Extracted data:

Content starts

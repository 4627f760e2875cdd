//! 干支（六十甲子）
//!
//! 日干支以儒略日數直接求得：天干序號為 `(jdn + 9) mod 10`，地支序號為
//! `(jdn + 1) mod 12`，兩者合為六十甲子中的一項。

use std::fmt;
use std::str::FromStr;

use serde::{Deserialize, Serialize, Serializer};

use crate::date::Date;
use crate::error::Error;

/// 十天干，甲至癸。
pub const STEMS: [&str; 10] = ["甲", "乙", "丙", "丁", "戊", "己", "庚", "辛", "壬", "癸"];
/// 十二地支，子至亥。
pub const BRANCHES: [&str; 12] = [
    "子", "丑", "寅", "卯", "辰", "巳", "午", "未", "申", "酉", "戌", "亥",
];

const STEM_PINYIN: [&str; 10] = [
    "Jiǎ", "Yǐ", "Bǐng", "Dīng", "Wù", "Jǐ", "Gēng", "Xīn", "Rén", "Guǐ",
];
const BRANCH_PINYIN: [&str; 12] = [
    "Zǐ", "Chǒu", "Yín", "Mǎo", "Chén", "Sì", "Wǔ", "Wèi", "Shēn", "Yǒu", "Xū", "Hài",
];
const STEM_ELEMENTS: [&str; 5] = ["Wood", "Fire", "Earth", "Metal", "Water"];
const BRANCH_ANIMALS: [&str; 12] = [
    "Rat", "Ox", "Tiger", "Rabbit", "Dragon", "Snake", "Horse", "Goat", "Monkey", "Rooster",
    "Dog", "Pig",
];

/// 子時歸屬：決定夜間 23 時以後屬當日還是次日。
#[derive(Debug, Copy, Clone, Default, Eq, PartialEq, Hash, Serialize, Deserialize)]
#[serde(rename_all = "kebab-case")]
pub enum DayBoundary {
    /// 民用日界，以午夜換日。
    Midnight,
    /// 傳統日界，23 時起（子時）即屬次日。
    #[default]
    ZiHour,
}

impl DayBoundary {
    /// 依此日界，將某日某時歸入的日期。
    ///
    /// 僅 23 時（含）以後會移至次日；0 時本已在次日，不另調整。
    pub fn resolve(self, date: Date, hour: Option<u32>) -> Date {
        match (self, hour) {
            (DayBoundary::ZiHour, Some(h)) if h >= 23 => date + 1,
            _ => date,
        }
    }
}

/// 六十甲子之一，以序號 `0..=59`（甲子為 0，癸亥為 59）表示。
///
/// 天干序號為 `index % 10`，地支序號為 `index % 12`，故十干十二支只有 60
/// 種組合會出現。
///
/// # 用例
///
/// ```
/// use tongshu::{Date, StemBranch};
///
/// let sb = StemBranch::for_date(Date::from_gregorian(2000, 1, 1));
/// assert_eq!("戊午", sb.name());
/// assert_eq!(54, sb.index());
/// ```
#[derive(Debug, Copy, Clone, Eq, PartialEq, Hash, Ord, PartialOrd)]
pub struct StemBranch(u8);

impl StemBranch {
    /// 以序號取得干支，序號須在 `0..=59`，否則回報 [`Error::IndexOutOfRange`]。
    ///
    /// # 用例
    ///
    /// ```
    /// use tongshu::StemBranch;
    ///
    /// assert_eq!("庚子", StemBranch::from_index(36).unwrap().name());
    /// assert!(StemBranch::from_index(60).is_err());
    /// assert!(StemBranch::from_index(-1).is_err());
    /// ```
    pub fn from_index(index: i64) -> Result<Self, Error> {
        if (0..60).contains(&index) {
            Ok(Self(index as u8))
        } else {
            Err(Error::IndexOutOfRange { index })
        }
    }

    /// 以天干、地支序號合成干支，兩者奇偶須相同。
    fn from_parts(stem: u32, branch: u32) -> Self {
        debug_assert_eq!(stem % 2, branch % 2);
        // stem ≡ branch (mod 2), so 5·branch ≡ 5·stem (mod 10) and
        // 6·stem ≡ 6·branch (mod 12): the result is ≡ stem (mod 10), ≡ branch (mod 12)
        Self((6 * stem as i32 - 5 * branch as i32).rem_euclid(60) as u8)
    }

    /// 儒略日數對應的日干支。
    pub fn for_jdn(jdn: i64) -> Self {
        let stem = (jdn + 9).rem_euclid(10) as u32;
        let branch = (jdn + 1).rem_euclid(12) as u32;
        Self::from_parts(stem, branch)
    }

    /// 給定日期（以午夜換日）的日干支。
    pub fn for_date(date: Date) -> Self {
        Self::for_jdn(date.jdn())
    }

    /// 給定日期與時辰的日干支。`hour` 為 `0..=23` 的鐘點，`None` 表示不計時辰。
    ///
    /// # 用例
    ///
    /// ```
    /// use tongshu::{Date, DayBoundary, StemBranch};
    ///
    /// let date = Date::from_gregorian(2000, 1, 1);
    /// let late = StemBranch::for_day(date, Some(23), DayBoundary::ZiHour);
    /// assert_eq!("己未", late.name());
    /// let civil = StemBranch::for_day(date, Some(23), DayBoundary::Midnight);
    /// assert_eq!("戊午", civil.name());
    /// ```
    pub fn for_day(date: Date, hour: Option<u32>, boundary: DayBoundary) -> Self {
        Self::for_date(boundary.resolve(date, hour))
    }

    /// 公元年（以正月為首的農曆年）的年干支。
    ///
    /// # 用例
    ///
    /// ```
    /// use tongshu::StemBranch;
    ///
    /// assert_eq!("庚子", StemBranch::for_year(1900).name());
    /// assert_eq!("甲辰", StemBranch::for_year(2024).name());
    /// ```
    pub fn for_year(year: i32) -> Self {
        Self((i64::from(year) - 4).rem_euclid(60) as u8)
    }

    /// 序號，甲子為 0。
    pub fn index(&self) -> u32 {
        self.0 as u32
    }
    /// 天干序號，甲為 0。
    pub fn stem(&self) -> u32 {
        self.index() % 10
    }
    /// 地支序號，子為 0。
    pub fn branch(&self) -> u32 {
        self.index() % 12
    }
    /// 次一干支，癸亥之後為甲子。
    pub fn succ(&self) -> Self {
        Self((self.0 + 1) % 60)
    }

    /// 干支的文本形式。
    pub fn name(&self) -> String {
        STEMS[self.stem() as usize].to_owned() + BRANCHES[self.branch() as usize]
    }
    /// 漢語拼音，如 `Jiǎ Zǐ`。
    pub fn pinyin(&self) -> String {
        format!(
            "{} {}",
            STEM_PINYIN[self.stem() as usize],
            BRANCH_PINYIN[self.branch() as usize]
        )
    }
    /// 英文五行與生肖，如 `Wood Rat`。
    pub fn english(&self) -> String {
        format!(
            "{} {}",
            STEM_ELEMENTS[self.stem() as usize / 2],
            BRANCH_ANIMALS[self.branch() as usize]
        )
    }

    /// 依序列出全部六十甲子。
    pub fn all() -> impl Iterator<Item = Self> {
        (0..60).map(Self)
    }
}

impl fmt::Display for StemBranch {
    fn fmt(&self, f: &mut fmt::Formatter<'_>) -> fmt::Result {
        f.write_str(STEMS[self.stem() as usize])?;
        f.write_str(BRANCHES[self.branch() as usize])
    }
}

impl FromStr for StemBranch {
    type Err = Error;
    fn from_str(s: &str) -> Result<Self, Self::Err> {
        let invalid = || Error::InvalidStemBranch(s.to_owned());
        let mut chars = s.chars().map(|c| c.to_string());
        let (Some(stem), Some(branch), None) = (chars.next(), chars.next(), chars.next()) else {
            return Err(invalid());
        };
        let stem = STEMS.iter().position(|&x| x == stem).ok_or_else(invalid)?;
        let branch = BRANCHES.iter().position(|&x| x == branch).ok_or_else(invalid)?;
        if stem % 2 != branch % 2 {
            return Err(invalid());
        }
        Ok(Self::from_parts(stem as u32, branch as u32))
    }
}

impl Serialize for StemBranch {
    fn serialize<S: Serializer>(&self, serializer: S) -> Result<S::Ok, S::Error> {
        serializer.serialize_str(&self.name())
    }
}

Content ends

Problem statement: Set down the listing above in its entirety, exactly as written.

Answer to this exercise:
repository 4627f760e2875cdd
//! 干支（六十甲子）
//!
//! 日干支以儒略日數直接求得：天干序號為 `(jdn + 9) mod 10`，地支序號為
//! `(jdn + 1) mod 12`，兩者合為六十甲子中的一項。

use std::fmt;
use std::str::FromStr;

use serde::{Deserialize, Serialize, Serializer};

use crate::date::Date;
use crate::error::Error;

/// 十天干，甲至癸。
pub const STEMS: [&str; 10] = ["甲", "乙", "丙", "丁", "戊", "己", "庚", "辛", "壬", "癸"];
/// 十二地支，子至亥。
pub const BRANCHES: [&str; 12] = [
    "子", "丑", "寅", "卯", "辰", "巳", "午", "未", "申", "酉", "戌", "亥",
];

const STEM_PINYIN: [&str; 10] = [
    "Jiǎ", "Yǐ", "Bǐng", "Dīng", "Wù", "Jǐ", "Gēng", "Xīn", "Rén", "Guǐ",
];
const BRANCH_PINYIN: [&str; 12] = [
    "Zǐ", "Chǒu", "Yín", "Mǎo", "Chén", "Sì", "Wǔ", "Wèi", "Shēn", "Yǒu", "Xū", "Hài",
];
const STEM_ELEMENTS: [&str; 5] = ["Wood", "Fire", "Earth", "Metal", "Water"];
const BRANCH_ANIMALS: [&str; 12] = [
    "Rat", "Ox", "Tiger", "Rabbit", "Dragon", "Snake", "Horse", "Goat", "Monkey", "Rooster",
    "Dog", "Pig",
];

/// 子時歸屬：決定夜間 23 時以後屬當日還是次日。
#[derive(Debug, Copy, Clone, Default, Eq, PartialEq, Hash, Serialize, Deserialize)]
#[serde(rename_all = "kebab-case")]
pub enum DayBoundary {
    /// 民用日界，以午夜換日。
    Midnight,
    /// 傳統日界，23 時起（子時）即屬次日。
    #[default]
    ZiHour,
}

impl DayBoundary {
    /// 依此日界，將某日某時歸入的日期。
    ///
    /// 僅 23 時（含）以後會移至次日；0 時本已在次日，不另調整。
    pub fn resolve(self, date: Date, hour: Option<u32>) -> Date {
        match (self, hour) {
            (DayBoundary::ZiHour, Some(h)) if h >= 23 => date + 1,
            _ => date,
        }
    }
}

/// 六十甲子之一，以序號 `0..=59`（甲子為 0，癸亥為 59）表示。
///
/// 天干序號為 `index % 10`，地支序號為 `index % 12`，故十干十二支只有 60
/// 種組合會出現。
///
/// # 用例
///
/// ```
/// use tongshu::{Date, StemBranch};
///
/// let sb = StemBranch::for_date(Date::from_gregorian(2000, 1, 1));
/// assert_eq!("戊午", sb.name());
/// assert_eq!(54, sb.index());
/// ```
#[derive(Debug, Copy, Clone, Eq, PartialEq, Hash, Ord, PartialOrd)]
pub struct StemBranch(u8);

impl StemBranch {
    /// 以序號取得干支，序號須在 `0..=59`，否則回報 [`Error::IndexOutOfRange`]。
    ///
    /// # 用例
    ///
    /// ```
    /// use tongshu::StemBranch;
    ///
    /// assert_eq!("庚子", StemBranch::from_index(36).unwrap().name());
    /// assert!(StemBranch::from_index(60).is_err());
    /// assert!(StemBranch::from_index(-1).is_err());
    /// ```
    pub fn from_index(index: i64) -> Result<Self, Error> {
        if (0..60).contains(&index) {
            Ok(Self(index as u8))
        } else {
            Err(Error::IndexOutOfRange { index })
        }
    }

    /// 以天干、地支序號合成干支，兩者奇偶須相同。
    fn from_parts(stem: u32, branch: u32) -> Self {
        debug_assert_eq!(stem % 2, branch % 2);
        // stem ≡ branch (mod 2), so 5·branch ≡ 5·stem (mod 10) and
        // 6·stem ≡ 6·branch (mod 12): the result is ≡ stem (mod 10), ≡ branch (mod 12)
        Self((6 * stem as i32 - 5 * branch as i32).rem_euclid(60) as u8)
    }

    /// 儒略日數對應的日干支。
    pub fn for_jdn(jdn: i64) -> Self {
        let stem = (jdn + 9).rem_euclid(10) as u32;
        let branch = (jdn + 1).rem_euclid(12) as u32;
        Self::from_parts(stem, branch)
    }

    /// 給定日期（以午夜換日）的日干支。
    pub fn for_date(date: Date) -> Self {
        Self::for_jdn(date.jdn())
    }

    /// 給定日期與時辰的日干支。`hour` 為 `0..=23` 的鐘點，`None` 表示不計時辰。
    ///
    /// # 用例
    ///
    /// ```
    /// use tongshu::{Date, DayBoundary, StemBranch};
    ///
    /// let date = Date::from_gregorian(2000, 1, 1);
    /// let late = StemBranch::for_day(date, Some(23), DayBoundary::ZiHour);
    /// assert_eq!("己未", late.name());
    /// let civil = StemBranch::for_day(date, Some(23), DayBoundary::Midnight);
    /// assert_eq!("戊午", civil.name());
    /// ```
    pub fn for_day(date: Date, hour: Option<u32>, boundary: DayBoundary) -> Self {
        Self::for_date(boundary.resolve(date, hour))
    }

    /// 公元年（以正月為首的農曆年）的年干支。
    ///
    /// # 用例
    ///
    /// ```
    /// use tongshu::StemBranch;
    ///
    /// assert_eq!("庚子", StemBranch::for_year(1900).name());
    /// assert_eq!("甲辰", StemBranch::for_year(2024).name());
    /// ```
    pub fn for_year(year: i32) -> Self {
        Self((i64::from(year) - 4).rem_euclid(60) as u8)
    }

    /// 序號，甲子為 0。
    pub fn index(&self) -> u32 {
        self.0 as u32
    }
    /// 天干序號，甲為 0。
    pub fn stem(&self) -> u32 {
        self.index() % 10
    }
    /// 地支序號，子為 0。
    pub fn branch(&self) -> u32 {
        self.index() % 12
    }
    /// 次一干支，癸亥之後為甲子。
    pub fn succ(&self) -> Self {
        Self((self.0 + 1) % 60)
    }

    /// 干支的文本形式。
    pub fn name(&self) -> String {
        STEMS[self.stem() as usize].to_owned() + BRANCHES[self.branch() as usize]
    }
    /// 漢語拼音，如 `Jiǎ Zǐ`。
    pub fn pinyin(&self) -> String {
        format!(
            "{} {}",
            STEM_PINYIN[self.stem() as usize],
            BRANCH_PINYIN[self.branch() as usize]
        )
    }
    /// 英文五行與生肖，如 `Wood Rat`。
    pub fn english(&self) -> String {
        format!(
            "{} {}",
            STEM_ELEMENTS[self.stem() as usize / 2],
            BRANCH_ANIMALS[self.branch() as usize]
        )
    }

    /// 依序列出全部六十甲子。
    pub fn all() -> impl Iterator<Item = Self> {
        (0..60).map(Self)
    }
}

impl fmt::Display for StemBranch {
    fn fmt(&self, f: &mut fmt::Formatter<'_>) -> fmt::Result {
        f.write_str(STEMS[self.stem() as usize])?;
        f.write_str(BRANCHES[self.branch() as usize])
    }
}

impl FromStr for StemBranch {
    type Err = Error;
    fn from_str(s: &str) -> Result<Self, Self::Err> {
        let invalid = || Error::InvalidStemBranch(s.to_owned());
        let mut chars = s.chars().map(|c| c.to_string());
        let (Some(stem), Some(branch), None) = (chars.next(), chars.next(), chars.next()) else {
            return Err(invalid());
        };
        let stem = STEMS.iter().position(|&x| x == stem).ok_or_else(invalid)?;
        let branch = BRANCHES.iter().position(|&x| x == branch).ok_or_else(invalid)?;
        if stem % 2 != branch % 2 {
            return Err(invalid());
        }
        Ok(Self::from_parts(stem as u32, branch as u32))
    }
}

impl Serialize for StemBranch {
    fn serialize<S: Serializer>(&self, serializer: S) -> Result<S::Ok, S::Error> {
        serializer.serialize_str(&self.name())
    }
}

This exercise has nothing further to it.